Some of you have likely read the blogger TRex’s extraordinarily ugly attack on Liza Sabater this weekend. If not, you aren’t missing much, but if for some reason you haven’t read enough condescending white male attacks on women of color who dare to speak their minds, the post is here.
Kevin Andre Elliott, whose blog you should be reading if you aren’t already, cherry-picked one of the dozen or so faults in the post to demolish, to wit: the grammar cop gambit. TRex’s snark at Sabater included the following:
maybe you should head back to eighth grade English and, you know, learn to spell and to write in a linear fashion
Kevin’s well reasoned reply begins:
[T]he grammar police as argument tactic that is so popular in the blog world is tired and lame. It amazes me that so many people are able and willing to completely dismiss someone’s argument based on a typo. If I discredited every thing I read that contained a grammar or spelling mistake, I wouldn’t be able to interact with anything.
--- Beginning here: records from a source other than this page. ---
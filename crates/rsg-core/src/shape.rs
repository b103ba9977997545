//! Renderable shape node.

use std::sync::Arc;

use crate::clone_map::CloneMap;
use crate::mesh::MeshData;
use crate::node::{NodeRef, SceneNode};

/// Leaf node holding renderable geometry.
///
/// Mesh data is immutable and shared between clones; appearance (the color)
/// is per node, so cloning a shape before recoloring it leaves other holders
/// of the same mesh untouched.
pub struct SceneShape {
    name: String,
    mesh: Arc<MeshData>,
    color: [f32; 4],
}

impl SceneShape {
    pub fn new(mesh: Arc<MeshData>) -> Self {
        Self {
            name: String::new(),
            mesh,
            color: [0.7, 0.7, 0.7, 1.0],
        }
    }

    pub fn with_color(mut self, color: [f32; 4]) -> Self {
        self.color = color;
        self
    }

    pub fn mesh(&self) -> &Arc<MeshData> {
        &self.mesh
    }

    pub fn color(&self) -> [f32; 4] {
        self.color
    }

    pub fn set_color(&mut self, color: [f32; 4]) {
        self.color = color;
    }
}

impl SceneNode for SceneShape {
    fn name(&self) -> &str {
        &self.name
    }

    fn set_name(&mut self, name: &str) {
        self.name = name.to_string();
    }

    fn as_any(&self) -> &dyn std::any::Any {
        self
    }

    fn as_any_mut(&mut self) -> &mut dyn std::any::Any {
        self
    }

    fn clone_node(&self, _map: &mut CloneMap) -> NodeRef {
        let mut shape = SceneShape::new(self.mesh.clone()).with_color(self.color);
        shape.name = self.name.clone();
        NodeRef::new(shape)
    }
}
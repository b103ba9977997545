//! Renderer-scoped properties.
//!
//! Properties let graph nodes ask the *active* renderer for per-pass state
//! (for example the shape visibility bitmask) without baking that state into
//! the graph. Keys are interned process-wide so lookups are cheap integer
//! comparisons.

use std::collections::HashMap;
use std::sync::OnceLock;

use parking_lot::RwLock;

/// Name of the well-known visibility property consulted by link shape
/// groups: bit 0 enables visual shapes, bit 1 enables collision shapes.
/// Renderers that never set it get the default value 1 (visuals only).
pub const COLLISION_MODEL_VISIBILITY: &str = "collision_model_visibility";

/// Interned property key.
#[derive(Debug, Clone, Copy, PartialEq, Eq, Hash)]
pub struct PropertyKey(usize);

impl PropertyKey {
    /// Interns `name`; the same name always yields the same key.
    pub fn new(name: &str) -> Self {
        static KEYS: OnceLock<RwLock<HashMap<String, usize>>> = OnceLock::new();
        let keys = KEYS.get_or_init(|| RwLock::new(HashMap::new()));
        if let Some(&index) = keys.read().get(name) {
            return Self(index);
        }
        let mut keys = keys.write();
        let next = keys.len();
        let index = *keys.entry(name.to_string()).or_insert(next);
        Self(index)
    }
}

#[cfg(test)]
mod tests {
    use super::*;

    #[test]
    fn test_same_name_same_key() {
        let a = PropertyKey::new("visibility_test_key");
        let b = PropertyKey::new("visibility_test_key");
        let c = PropertyKey::new("another_test_key");
        assert_eq!(a, b);
        assert_ne!(a, c);
    }
}
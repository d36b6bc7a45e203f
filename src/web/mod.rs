//! # Módulo Web — A Interface do Chat
//!
//! Camada web construída com **Axum** + **HTMX** + **Maud**.
//!
//! ## Rotas
//!
//! ```text
//! ┌──────────────────────────────────────────────────────────┐
//! │ Browser (HTMX)                                           │
//! ├──────────────────────────────────────────────────────────┤
//! │  GET  /                    → página do chat (nova sessão)│
//! │  POST /chat                → HTMX fragment (User + Bot)  │
//! │  GET  /history?session=    → HTMX fragment (transcrição) │
//! │  POST /session/reset       → HTMX fragment (fim sessão)  │
//! │  GET  /settings/threshold  → HTMX fragment (slider)      │
//! │  POST /settings/threshold  → HTMX fragment (slider)      │
//! │  GET  /status              → JSON                        │
//! ├──────────────────────────────────────────────────────────┤
//! │ Static Assets (tower_http::ServeDir → /assets/)          │
//! └──────────────────────────────────────────────────────────┘
//! ```

pub mod handlers;
pub mod state;
pub mod templates;

use axum::routing::{get, post};
use axum::Router;
use tower_http::services::ServeDir;

use state::AppState;

/// Cria o router Axum com todas as rotas da aplicação.
pub fn create_router(state: AppState) -> Router {
    Router::new()
        // ── Página HTML ───────────────────────────────────────
        .route("/", get(handlers::index))
        // ── API JSON ──────────────────────────────────────────
        .route("/status", get(handlers::status))
        // ── HTMX fragments ───────────────────────────────────
        .route("/chat", post(handlers::chat))
        .route("/history", get(handlers::history))
        .route("/session/reset", post(handlers::reset_session))
        .route(
            "/settings/threshold",
            get(handlers::threshold_control).post(handlers::set_threshold),
        )
        // ── Arquivos estáticos ────────────────────────────────
        .nest_service("/assets", ServeDir::new("assets"))
        .with_state(state)
}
Of course the people who make these claims know that’s the case, but it’s so much easier to dismiss someone for superficial reasons than it is to reevaluate one’s actions.
Kevin then goes on to take down the “non-linear” jibe, limning in entertaining detail a number of renowned writers who write non-linearly, at least on occasion, and a few literary traditions where linearity is not particularly prized. You should go read it.
And it got me thinking about grammar. And about linearity in writing, but that post comes later.
Spleling flames are lame. Jokes about misspelling are sometimes funny, especially if the mistake produces a potential pun. Otherwise, a misspelling is either a typo and thus indicative of sloppy editing rather than sloppy writing, or it’s an honest misapprehension with regard to the word’s spelling that is best corrected mildly, or it’s indicative of some sort of organic disorder such as dyslexia. Spelling flames put you at risk of mocking the disabled. Need one say more about that? (Probably, and probably until the end of time. Pity.)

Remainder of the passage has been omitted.